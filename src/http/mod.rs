//! HTTP protocol handling subsystem.
//!
//! # Data Flow
//! ```text
//! TCP connection
//!     → server.rs (Axum setup, middleware, relay handler)
//!     → request.rs (request ID, target URL, caller metadata)
//!     → [security: policy filter, header sanitizer]
//!     → info.rs (no target) | response.rs preflight (OPTIONS)
//!     → forwarder.rs (outbound request, buffered response)
//!     → response.rs (CORS rewrite, header mirror)
//!     → Send to client
//! ```

pub mod forwarder;
pub mod info;
pub mod request;
pub mod response;
pub mod server;

pub use forwarder::{ForwardError, Forwarder, UpstreamResponse};
pub use request::{RelayRequestId, X_REQUEST_ID};
pub use response::CORS_RECEIVED_HEADERS;
pub use server::{AppState, HttpServer};
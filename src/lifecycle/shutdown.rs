//! Shutdown signal fan-out.

use tokio::sync::broadcast;

/// Broadcasts a single stop signal to the relay server and the tests driving it.
pub struct Shutdown {
    tx: broadcast::Sender<()>,
}

impl Shutdown {
    pub fn new() -> Self {
        let (tx, _) = broadcast::channel(1);
        Self { tx }
    }

    /// Receiver handed to `HttpServer::run`.
    pub fn subscribe(&self) -> broadcast::Receiver<()> {
        self.tx.subscribe()
    }

    /// Signal every subscriber. A no-op once they are all gone.
    pub fn trigger(&self) {
        let _ = self.tx.send(());
    }
}

impl Default for Shutdown {
    fn default() -> Self {
        Self::new()
    }
}
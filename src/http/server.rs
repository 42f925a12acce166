//! HTTP server setup and the relay handler.
//!
//! # Responsibilities
//! - Create Axum Router with the relay handler on every path
//! - Wire up middleware (request ID, tracing, body limit, timeout)
//! - Bind server to listener, shut down gracefully
//! - Run the relay pipeline: policy → info page | preflight | forward

use std::net::SocketAddr;
use std::sync::Arc;
use std::time::{Duration, Instant};

use axum::{
    body::Body,
    extract::State,
    http::{header, Method, Request},
    middleware::{self, Next},
    response::{IntoResponse, Response},
    routing::any,
    Router,
};
use tokio::net::TcpListener;
use tokio::sync::broadcast;
use tower_http::{
    limit::RequestBodyLimitLayer,
    request_id::{PropagateRequestIdLayer, SetRequestIdLayer},
    timeout::TimeoutLayer,
    trace::TraceLayer,
};

use crate::config::RelayConfig;
use crate::error::{RelayError, StartupError};
use crate::http::forwarder::Forwarder;
use crate::http::info::{info_response, InfoContext};
use crate::http::request::{self, CallerInfo, RelayRequestId};
use crate::http::response::{apply_cors, preflight_response, relay_response};
use crate::observability::metrics::{self, Outcome};
use crate::security::{sanitize_headers, HeaderOverlay, PolicyFilter};

/// Slack between the outbound deadline and the whole-request deadline, so
/// an upstream timeout surfaces as the relay's own 500 first.
const REQUEST_DEADLINE_SLACK_SECS: u64 = 5;

/// Application state injected into handlers. Read-only after startup.
#[derive(Clone)]
pub struct AppState {
    pub config: Arc<RelayConfig>,
    pub policy: Arc<PolicyFilter>,
    pub forwarder: Forwarder,
}

impl AppState {
    /// Compile the policy and build the outbound client.
    pub fn from_config(config: RelayConfig) -> Result<Self, StartupError> {
        let policy = PolicyFilter::from_config(&config.policy)?;
        let forwarder = Forwarder::new(&config.timeouts).map_err(StartupError::Client)?;
        Ok(Self {
            config: Arc::new(config),
            policy: Arc::new(policy),
            forwarder,
        })
    }

    fn policy_sizes(&self) -> (usize, usize) {
        (
            self.config.policy.blacklist_urls.len(),
            self.config.policy.whitelist_origins.len(),
        )
    }
}

/// HTTP server for the relay.
pub struct HttpServer {
    router: Router,
    state: AppState,
}

impl HttpServer {
    /// Create a new HTTP server with the given configuration.
    pub fn new(config: RelayConfig) -> Result<Self, StartupError> {
        let state = AppState::from_config(config)?;
        Ok(Self::with_state(state))
    }

    pub fn with_state(state: AppState) -> Self {
        let router = Self::build_router(state.clone());
        Self { router, state }
    }

    /// Build the Axum router with all middleware layers.
    #[allow(deprecated)]
    fn build_router(state: AppState) -> Router {
        let deadline = Duration::from_secs(
            state.config.timeouts.request_secs + REQUEST_DEADLINE_SLACK_SECS,
        );
        let max_body = state.config.limits.max_body_bytes;

        Router::new()
            .route("/", any(relay_handler))
            .route("/{*path}", any(relay_handler))
            .with_state(state)
            .layer(TimeoutLayer::new(deadline))
            .layer(RequestBodyLimitLayer::new(max_body))
            .layer(middleware::from_fn(cors_fallback))
            .layer(PropagateRequestIdLayer::x_request_id())
            .layer(TraceLayer::new_for_http())
            .layer(SetRequestIdLayer::x_request_id(RelayRequestId))
    }

    /// The router, for driving the relay without a socket.
    pub fn router(&self) -> Router {
        self.router.clone()
    }

    /// Run the server until `shutdown` fires.
    pub async fn run(
        self,
        listener: TcpListener,
        mut shutdown: broadcast::Receiver<()>,
    ) -> Result<(), std::io::Error> {
        let addr = listener.local_addr()?;
        let (blacklist, whitelist) = self.state.policy_sizes();
        tracing::info!(
            address = %addr,
            blacklist_patterns = blacklist,
            whitelist_patterns = whitelist,
            "HTTP server starting"
        );

        let app = self.router.into_make_service_with_connect_info::<SocketAddr>();

        axum::serve(listener, app)
            .with_graceful_shutdown(async move {
                let _ = shutdown.recv().await;
            })
            .await?;

        tracing::info!("HTTP server stopped");
        Ok(())
    }
}

/// Main relay handler.
async fn relay_handler(State(state): State<AppState>, request: Request<Body>) -> Response {
    let start_time = Instant::now();
    let request_id = request::request_id(request.headers());
    let method = request.method().clone();
    let method_str = method.to_string();

    let target = request::target_url(request.uri());
    let origin_value = request.headers().get(header::ORIGIN).cloned();
    let origin = request::header_text(request.headers(), header::ORIGIN.as_str());

    tracing::debug!(
        request_id = %request_id,
        method = %method,
        target = ?target,
        origin = ?origin,
        "Relay request"
    );

    let (outcome, mut response) = if !state
        .policy
        .permitted(target.as_deref().unwrap_or(""), origin.as_deref())
    {
        tracing::info!(
            request_id = %request_id,
            target = ?target,
            origin = ?origin,
            "Request rejected by policy"
        );
        (Outcome::Rejected, RelayError::PolicyRejected.into_response())
    } else if let Some(target) = target {
        if method == Method::OPTIONS {
            (
                Outcome::Preflight,
                preflight_response(
                    request.headers(),
                    state.config.cors.preflight_max_age_secs,
                ),
            )
        } else {
            match forward(&state, request, &target).await {
                Ok(response) => (Outcome::Forwarded, response),
                Err(e) => {
                    tracing::warn!(
                        request_id = %request_id,
                        target = %target,
                        error = %crate::error::error_chain(&e),
                        "Relay failed"
                    );
                    (Outcome::Failed, e.into_response())
                }
            }
        }
    } else {
        let ctx = InfoContext {
            own_origin: request::own_origin(request.headers()),
            origin: origin.clone(),
            caller: CallerInfo::from_request(&request, &state.config.info.connecting_ip_header),
            overlay: HeaderOverlay::from_headers(request.headers()),
        };
        (Outcome::Info, info_response(&state.config, &ctx))
    };

    // Forwarded and preflight responses already carry these; everything
    // else still needs them so browser script can read the answer.
    apply_cors(response.headers_mut(), origin_value.as_ref());

    let status = response.status().as_u16();
    tracing::debug!(
        request_id = %request_id,
        status = status,
        outcome = outcome.as_str(),
        "Relay response"
    );
    metrics::record_request(&method_str, status, outcome, start_time);
    response
}

/// Attach CORS headers to answers the timeout and body-limit layers produce
/// without reaching the handler.
async fn cors_fallback(request: Request<Body>, next: Next) -> Response {
    let origin = request.headers().get(header::ORIGIN).cloned();
    let mut response = next.run(request).await;
    if !response
        .headers()
        .contains_key(header::ACCESS_CONTROL_ALLOW_ORIGIN)
    {
        apply_cors(response.headers_mut(), origin.as_ref());
    }
    response
}

/// Sanitize, forward and rewrite one request.
async fn forward(
    state: &AppState,
    request: Request<Body>,
    target: &str,
) -> Result<Response, RelayError> {
    let (parts, body) = request.into_parts();
    let body = axum::body::to_bytes(body, usize::MAX)
        .await
        .map_err(RelayError::RequestBody)?;

    let overlay = HeaderOverlay::from_headers(&parts.headers);
    let headers = sanitize_headers(&parts.headers, overlay.as_ref());
    let origin = parts.headers.get(header::ORIGIN);

    let upstream = state
        .forwarder
        .forward(parts.method.clone(), target, headers, body)
        .await?;
    Ok(relay_response(upstream, &parts.method, origin))
}
//! Request inspection.
//!
//! # Responsibilities
//! - Generate unique request ID (UUID v4)
//! - Extract the target URL from the raw query string
//! - Read the caller identity the edge platform attached (IP, country, colo)
//!
//! # Design Decisions
//! - Request ID added as early as possible for tracing
//! - The target is everything after the first `?`, percent-decoded twice so
//!   singly and doubly encoded targets both work
//! - Edge metadata is optional; a bare deployment falls back to the TCP peer

use std::net::SocketAddr;

use axum::extract::ConnectInfo;
use axum::http::{HeaderMap, HeaderValue, Request, Uri};
use percent_encoding::percent_decode_str;
use tower_http::request_id::{MakeRequestId, RequestId};

pub const X_REQUEST_ID: &str = "x-request-id";

/// Generates `x-request-id` values.
#[derive(Debug, Clone, Copy, Default)]
pub struct RelayRequestId;

impl MakeRequestId for RelayRequestId {
    fn make_request_id<B>(&mut self, _request: &Request<B>) -> Option<RequestId> {
        let id = uuid::Uuid::new_v4().to_string();
        HeaderValue::from_str(&id).ok().map(RequestId::new)
    }
}

/// Request ID of an inbound request, or "unknown".
pub fn request_id(headers: &HeaderMap) -> String {
    headers
        .get(X_REQUEST_ID)
        .and_then(|v| v.to_str().ok())
        .unwrap_or("unknown")
        .to_string()
}

/// The URL the caller wants relayed, if any.
///
/// `/?https%3A%2F%2Fexample.com%2Fapi` and `/?https://example.com/api` both
/// yield `https://example.com/api`. An empty query means no target.
pub fn target_url(uri: &Uri) -> Option<String> {
    let raw = uri.query().filter(|q| !q.is_empty())?;
    let once = percent_decode_str(raw).decode_utf8_lossy();
    let twice = percent_decode_str(&once).decode_utf8_lossy().into_owned();
    Some(twice)
}

/// Header value as text, lossily decoded.
pub fn header_text(headers: &HeaderMap, name: &str) -> Option<String> {
    headers
        .get(name)
        .map(|v| String::from_utf8_lossy(v.as_bytes()).into_owned())
}

/// Metadata describing who is calling, for the informational page.
#[derive(Debug, Clone, Default, PartialEq, Eq)]
pub struct CallerInfo {
    pub ip: Option<String>,
    pub country: Option<String>,
    pub datacenter: Option<String>,
}

impl CallerInfo {
    /// Collect caller metadata from edge headers and the connection.
    pub fn from_request<B>(request: &Request<B>, connecting_ip_header: &str) -> Self {
        let headers = request.headers();
        let ip = header_text(headers, connecting_ip_header).or_else(|| {
            request
                .extensions()
                .get::<ConnectInfo<SocketAddr>>()
                .map(|ConnectInfo(addr)| addr.ip().to_string())
        });
        let country = header_text(headers, "cf-ipcountry").filter(|c| !c.is_empty());
        // cf-ray looks like "8a1b2c3d4e5f6789-SJC"; the suffix is the colo.
        let datacenter = header_text(headers, "cf-ray")
            .and_then(|ray| ray.rsplit_once('-').map(|(_, colo)| colo.to_string()))
            .filter(|c| !c.is_empty());

        Self {
            ip,
            country,
            datacenter,
        }
    }
}

/// Origin of the relay itself as the caller addressed it.
pub fn own_origin(headers: &HeaderMap) -> String {
    let host = header_text(headers, "host").unwrap_or_else(|| "localhost".to_string());
    let scheme = header_text(headers, "x-forwarded-proto").unwrap_or_else(|| "http".to_string());
    format!("{}://{}", scheme, host)
}

#[cfg(test)]
mod tests {
    use super::*;
    use axum::body::Body;

    #[test]
    fn test_target_url_plain() {
        let uri: Uri = "/?https://example.com/api".parse().unwrap();
        assert_eq!(target_url(&uri).as_deref(), Some("https://example.com/api"));
    }

    #[test]
    fn test_target_url_keeps_inner_query() {
        let uri: Uri = "/?https://example.com/search?q=rust&page=2".parse().unwrap();
        assert_eq!(
            target_url(&uri).as_deref(),
            Some("https://example.com/search?q=rust&page=2")
        );
    }

    #[test]
    fn test_target_url_encoded_once_and_twice() {
        let once: Uri = "/?https%3A%2F%2Fexample.com%2Fa%20b".parse().unwrap();
        assert_eq!(target_url(&once).as_deref(), Some("https://example.com/a b"));

        let twice: Uri = "/?https%253A%252F%252Fexample.com%252Fx".parse().unwrap();
        assert_eq!(target_url(&twice).as_deref(), Some("https://example.com/x"));
    }

    #[test]
    fn test_no_target() {
        let uri: Uri = "/".parse().unwrap();
        assert_eq!(target_url(&uri), None);
        let uri: Uri = "/?".parse().unwrap();
        assert_eq!(target_url(&uri), None);
    }

    #[test]
    fn test_caller_info_from_edge_headers() {
        let req = Request::builder()
            .header("cf-connecting-ip", "203.0.113.7")
            .header("cf-ipcountry", "NL")
            .header("cf-ray", "8a1b2c3d4e5f6789-AMS")
            .body(Body::empty())
            .unwrap();
        let info = CallerInfo::from_request(&req, "cf-connecting-ip");
        assert_eq!(info.ip.as_deref(), Some("203.0.113.7"));
        assert_eq!(info.country.as_deref(), Some("NL"));
        assert_eq!(info.datacenter.as_deref(), Some("AMS"));
    }

    #[test]
    fn test_caller_info_falls_back_to_peer() {
        let mut req = Request::builder().body(Body::empty()).unwrap();
        let addr: SocketAddr = "198.51.100.1:4000".parse().unwrap();
        req.extensions_mut().insert(ConnectInfo(addr));
        let info = CallerInfo::from_request(&req, "cf-connecting-ip");
        assert_eq!(info.ip.as_deref(), Some("198.51.100.1"));
        assert_eq!(info.country, None);
        assert_eq!(info.datacenter, None);
    }

    #[test]
    fn test_own_origin() {
        let mut headers = HeaderMap::new();
        headers.insert("host", HeaderValue::from_static("relay.test:8080"));
        assert_eq!(own_origin(&headers), "http://relay.test:8080");
        headers.insert("x-forwarded-proto", HeaderValue::from_static("https"));
        assert_eq!(own_origin(&headers), "https://relay.test:8080");
    }
}
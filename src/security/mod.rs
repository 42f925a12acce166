//! Security subsystem.
//!
//! # Data Flow
//! ```text
//! Incoming request:
//!     → access_control.rs (target blacklist, origin whitelist)
//!     → headers.rs (strip identifying headers, merge caller overlay)
//!     → Pass to forwarder
//! ```
//!
//! # Design Decisions
//! - Pattern sets are compiled once and shared read-only
//! - Matching is unanchored search, so a pattern lists any string containing it
//! - Policy rejection is a plain 403, never a partial relay

pub mod access_control;
pub mod headers;
pub mod patterns;

pub use access_control::PolicyFilter;
pub use headers::{sanitize_headers, HeaderOverlay, CORS_HEADERS_OVERLAY};
pub use patterns::PatternSet;
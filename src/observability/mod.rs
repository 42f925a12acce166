//! Observability subsystem.
//!
//! # Data Flow
//! ```text
//! Request handler produces:
//!     → logging.rs (structured log events, pretty or JSON)
//!     → metrics.rs (counters, histograms per outcome)
//!
//! Consumers:
//!     → Log aggregation (stdout)
//!     → Metrics endpoint (Prometheus scrape)
//! ```
//!
//! # Design Decisions
//! - Request ID flows through every log line of a request
//! - Metrics are cheap (atomic increments), no-ops when no recorder is installed

pub mod logging;
pub mod metrics;
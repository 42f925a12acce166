//! Configuration loading from disk.

use std::fs;
use std::path::Path;

use crate::config::schema::RelayConfig;
use crate::config::validation::{validate_config, ValidationError};

/// Error type for configuration loading.
#[derive(Debug, thiserror::Error)]
pub enum ConfigError {
    #[error("IO error: {0}")]
    Io(#[from] std::io::Error),

    #[error("Parse error: {0}")]
    Parse(#[from] toml::de::Error),

    #[error("Validation failed: {}", join_errors(.0))]
    Validation(Vec<ValidationError>),
}

fn join_errors(errors: &[ValidationError]) -> String {
    errors
        .iter()
        .map(ToString::to_string)
        .collect::<Vec<_>>()
        .join(", ")
}

/// Load and validate configuration from a TOML file.
pub fn load_config(path: &Path) -> Result<RelayConfig, ConfigError> {
    let content = fs::read_to_string(path)?;
    parse_config(&content)
}

/// Parse and validate configuration from TOML text.
pub fn parse_config(content: &str) -> Result<RelayConfig, ConfigError> {
    let config: RelayConfig = toml::from_str(content)?;
    validate_config(&config).map_err(ConfigError::Validation)?;
    Ok(config)
}

#[cfg(test)]
mod tests {
    use super::*;

    #[test]
    fn test_parse_error_is_reported() {
        let err = parse_config("[policy\nblacklist_urls = 3").unwrap_err();
        assert!(matches!(err, ConfigError::Parse(_)));
    }

    #[test]
    fn test_validation_error_message_lists_all() {
        let err = parse_config(
            r#"
            [timeouts]
            connect_secs = 0
            request_secs = 0
            "#,
        )
        .unwrap_err();
        let msg = err.to_string();
        assert!(msg.contains("timeouts.connect_secs"));
        assert!(msg.contains("timeouts.request_secs"));
    }

    #[test]
    fn test_missing_file() {
        let err = load_config(Path::new("/definitely/not/here.toml")).unwrap_err();
        assert!(matches!(err, ConfigError::Io(_)));
    }
}
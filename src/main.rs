//! CORS relay (v1)
//!
//! A stateless relay built with Tokio and Axum.
//!
//! # Architecture Overview
//!
//! ```text
//!                    ┌──────────────────────────────────────────────────────┐
//!                    │                      CORS RELAY                      │
//!                    │                                                      │
//!   Client Request   │  ┌─────────┐    ┌──────────┐    ┌────────────────┐   │
//!   ─────────────────┼─▶│  http   │───▶│ security │───▶│   forwarder    │───┼──▶ Target
//!                    │  │ server  │    │  policy  │    │ (reqwest, one  │   │
//!                    │  └────┬────┘    │ + headers│    │    attempt)    │   │
//!                    │       │         └──────────┘    └───────┬────────┘   │
//!                    │       │ no target / OPTIONS             │            │
//!                    │       ▼                                 ▼            │
//!   Client Response  │  ┌─────────┐                    ┌────────────────┐   │
//!   ◀────────────────┼──│info page│◀───────────────────│ CORS rewriter  │◀──┼─── Target
//!                    │  │preflight│                    │ + header mirror│   │
//!                    │  └─────────┘                    └────────────────┘   │
//!                    │                                                      │
//!                    │  config · observability · lifecycle                  │
//!                    └──────────────────────────────────────────────────────┘
//! ```

use std::path::PathBuf;

use clap::Parser;
use tokio::net::TcpListener;

use cors_relay::config::{load_config, RelayConfig};
use cors_relay::lifecycle::{signals, Shutdown};
use cors_relay::observability::{logging, metrics};
use cors_relay::HttpServer;

#[derive(Parser)]
#[command(name = "cors-relay")]
#[command(about = "Stateless relay adding CORS headers to any URL", long_about = None)]
struct Cli {
    /// TOML configuration file. Built-in defaults apply without one.
    #[arg(short, long, env = "CORS_RELAY_CONFIG")]
    config: Option<PathBuf>,

    /// Override listener.bind_address.
    #[arg(short, long, env = "CORS_RELAY_BIND")]
    bind: Option<String>,
}

#[tokio::main]
async fn main() -> Result<(), Box<dyn std::error::Error>> {
    let cli = Cli::parse();

    let mut config = match &cli.config {
        Some(path) => load_config(path)?,
        None => RelayConfig::default(),
    };
    if let Some(bind) = cli.bind {
        config.listener.bind_address = bind;
    }

    logging::init(&config.observability);
    tracing::info!("cors-relay v{} starting", env!("CARGO_PKG_VERSION"));

    tracing::info!(
        config_file = ?cli.config,
        bind_address = %config.listener.bind_address,
        request_timeout_secs = config.timeouts.request_secs,
        "Configuration loaded"
    );

    if config.observability.metrics_enabled {
        match config.observability.metrics_address.parse() {
            Ok(addr) => metrics::init_metrics(addr),
            Err(_) => tracing::error!(
                metrics_address = %config.observability.metrics_address,
                "Failed to parse metrics address"
            ),
        }
    }

    let listener = TcpListener::bind(&config.listener.bind_address).await?;
    tracing::info!(address = %listener.local_addr()?, "Listening for connections");

    let shutdown = Shutdown::new();
    let server_shutdown = shutdown.subscribe();
    let server = HttpServer::new(config)?;

    tokio::spawn(async move {
        signals::wait_for_signal().await;
        shutdown.trigger();
    });

    server.run(listener, server_shutdown).await?;

    tracing::info!("Shutdown complete");
    Ok(())
}
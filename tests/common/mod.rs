//! Shared utilities for integration testing.

#![allow(dead_code)]

use std::net::SocketAddr;
use std::sync::{Arc, Mutex};

use cors_relay::config::RelayConfig;
use cors_relay::http::HttpServer;
use cors_relay::lifecycle::Shutdown;
use tokio::io::{AsyncReadExt, AsyncWriteExt};
use tokio::net::{TcpListener, TcpStream};

/// A request as the mock upstream received it.
#[derive(Debug, Clone, Default)]
pub struct CapturedRequest {
    pub method: String,
    pub path: String,
    /// Header names lowercased, in arrival order.
    pub headers: Vec<(String, String)>,
    pub body: Vec<u8>,
}

impl CapturedRequest {
    pub fn header(&self, name: &str) -> Option<&str> {
        self.headers
            .iter()
            .find(|(k, _)| k.eq_ignore_ascii_case(name))
            .map(|(_, v)| v.as_str())
    }

    pub fn has_header(&self, name: &str) -> bool {
        self.header(name).is_some()
    }
}

/// What the mock upstream answers.
#[derive(Debug, Clone)]
pub struct MockResponse {
    pub status: u16,
    pub reason: &'static str,
    pub headers: Vec<(&'static str, String)>,
    pub body: String,
}

impl MockResponse {
    pub fn ok(body: &str) -> Self {
        Self {
            status: 200,
            reason: "OK",
            headers: vec![("Content-Type", "text/plain".to_string())],
            body: body.to_string(),
        }
    }

    pub fn with_header(mut self, name: &'static str, value: &str) -> Self {
        self.headers.push((name, value.to_string()));
        self
    }
}

/// Requests seen by a mock upstream.
pub type Captured = Arc<Mutex<Vec<CapturedRequest>>>;

/// Start a programmable mock upstream on an ephemeral port.
pub async fn start_upstream<F>(handler: F) -> (SocketAddr, Captured)
where
    F: Fn(&CapturedRequest) -> MockResponse + Send + Sync + 'static,
{
    let listener = TcpListener::bind("127.0.0.1:0").await.unwrap();
    let addr = listener.local_addr().unwrap();
    let captured: Captured = Arc::new(Mutex::new(Vec::new()));
    let handler = Arc::new(handler);

    let seen = captured.clone();
    tokio::spawn(async move {
        loop {
            match listener.accept().await {
                Ok((socket, _)) => {
                    let handler = handler.clone();
                    let seen = seen.clone();
                    tokio::spawn(async move {
                        serve_one(socket, handler.as_ref(), &seen).await;
                    });
                }
                Err(_) => break,
            }
        }
    });

    (addr, captured)
}

/// Mock upstream answering every request with the same response.
pub async fn start_fixed_upstream(response: MockResponse) -> (SocketAddr, Captured) {
    start_upstream(move |_| response.clone()).await
}

async fn serve_one<F>(mut socket: TcpStream, handler: &F, seen: &Captured)
where
    F: Fn(&CapturedRequest) -> MockResponse,
{
    let mut buf = Vec::new();
    let mut chunk = [0u8; 4096];
    let head_end = loop {
        if let Some(pos) = find_head_end(&buf) {
            break pos;
        }
        match socket.read(&mut chunk).await {
            Ok(0) | Err(_) => return,
            Ok(n) => buf.extend_from_slice(&chunk[..n]),
        }
    };

    let head = String::from_utf8_lossy(&buf[..head_end]).to_string();
    let mut lines = head.split("\r\n");
    let mut request_line = lines.next().unwrap_or_default().split(' ');
    let mut request = CapturedRequest {
        method: request_line.next().unwrap_or_default().to_string(),
        path: request_line.next().unwrap_or_default().to_string(),
        ..Default::default()
    };
    for line in lines {
        if let Some((k, v)) = line.split_once(':') {
            request
                .headers
                .push((k.trim().to_ascii_lowercase(), v.trim().to_string()));
        }
    }

    let content_length: usize = request
        .header("content-length")
        .and_then(|v| v.parse().ok())
        .unwrap_or(0);
    let mut body = buf[head_end + 4..].to_vec();
    while body.len() < content_length {
        match socket.read(&mut chunk).await {
            Ok(0) | Err(_) => break,
            Ok(n) => body.extend_from_slice(&chunk[..n]),
        }
    }
    request.body = body;

    let response = handler(&request);
    seen.lock().unwrap().push(request);

    let mut out = format!("HTTP/1.1 {} {}\r\n", response.status, response.reason);
    for (k, v) in &response.headers {
        out.push_str(&format!("{}: {}\r\n", k, v));
    }
    out.push_str(&format!(
        "Content-Length: {}\r\nConnection: close\r\n\r\n{}",
        response.body.len(),
        response.body
    ));
    let _ = socket.write_all(out.as_bytes()).await;
    let _ = socket.shutdown().await;
}

fn find_head_end(buf: &[u8]) -> Option<usize> {
    buf.windows(4).position(|w| w == b"\r\n\r\n")
}

/// Write raw request bytes and return the response head, status line first.
/// Header names are as they appear on the wire.
pub async fn raw_response_head(addr: SocketAddr, request: &[u8]) -> String {
    let mut socket = TcpStream::connect(addr).await.unwrap();
    socket.write_all(request).await.unwrap();

    let mut buf = Vec::new();
    let mut chunk = [0u8; 4096];
    loop {
        if let Some(pos) = find_head_end(&buf) {
            buf.truncate(pos);
            break;
        }
        match socket.read(&mut chunk).await {
            Ok(0) | Err(_) => break,
            Ok(n) => buf.extend_from_slice(&chunk[..n]),
        }
    }
    String::from_utf8_lossy(&buf).to_string()
}

/// Whether a response head carries `name: value`, ignoring name case.
pub fn head_has(head: &str, name: &str, value: &str) -> bool {
    head.lines().skip(1).any(|line| {
        line.split_once(':')
            .map(|(k, v)| k.trim().eq_ignore_ascii_case(name) && v.trim() == value)
            .unwrap_or(false)
    })
}

/// A running relay bound to an ephemeral port.
pub struct TestRelay {
    pub addr: SocketAddr,
    shutdown: Shutdown,
}

impl TestRelay {
    pub fn url(&self, query: &str) -> String {
        if query.is_empty() {
            format!("http://{}/", self.addr)
        } else {
            format!("http://{}/?{}", self.addr, query)
        }
    }
}

impl Drop for TestRelay {
    fn drop(&mut self) {
        self.shutdown.trigger();
    }
}

/// Start the relay with the given configuration.
pub async fn start_relay(mut config: RelayConfig) -> TestRelay {
    config.observability.metrics_enabled = false;
    let listener = TcpListener::bind("127.0.0.1:0").await.unwrap();
    let addr = listener.local_addr().unwrap();
    config.listener.bind_address = addr.to_string();

    let shutdown = Shutdown::new();
    let server = HttpServer::new(config).unwrap();
    let server_shutdown = shutdown.subscribe();
    tokio::spawn(async move {
        let _ = server.run(listener, server_shutdown).await;
    });

    TestRelay { addr, shutdown }
}

/// An address nothing listens on.
pub async fn closed_addr() -> SocketAddr {
    let listener = TcpListener::bind("127.0.0.1:0").await.unwrap();
    let addr = listener.local_addr().unwrap();
    drop(listener);
    addr
}

pub fn client() -> reqwest::Client {
    reqwest::Client::builder()
        .no_proxy()
        .pool_max_idle_per_host(0)
        .redirect(reqwest::redirect::Policy::none())
        .build()
        .unwrap()
}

* **Prompt**:
Which lines in the records above contain the string "Result"? Copy them.

* **Final answer**:
    pub fn from_config(config: RelayConfig) -> Result<Self, StartupError> {
    pub fn new(config: RelayConfig) -> Result<Self, StartupError> {
    ) -> Result<(), std::io::Error> {
) -> Result<Response, RelayError> {
pub fn load_config(path: &Path) -> Result<RelayConfig, ConfigError> {
pub fn parse_config(content: &str) -> Result<RelayConfig, ConfigError> {
async fn main() -> Result<(), Box<dyn std::error::Error>> {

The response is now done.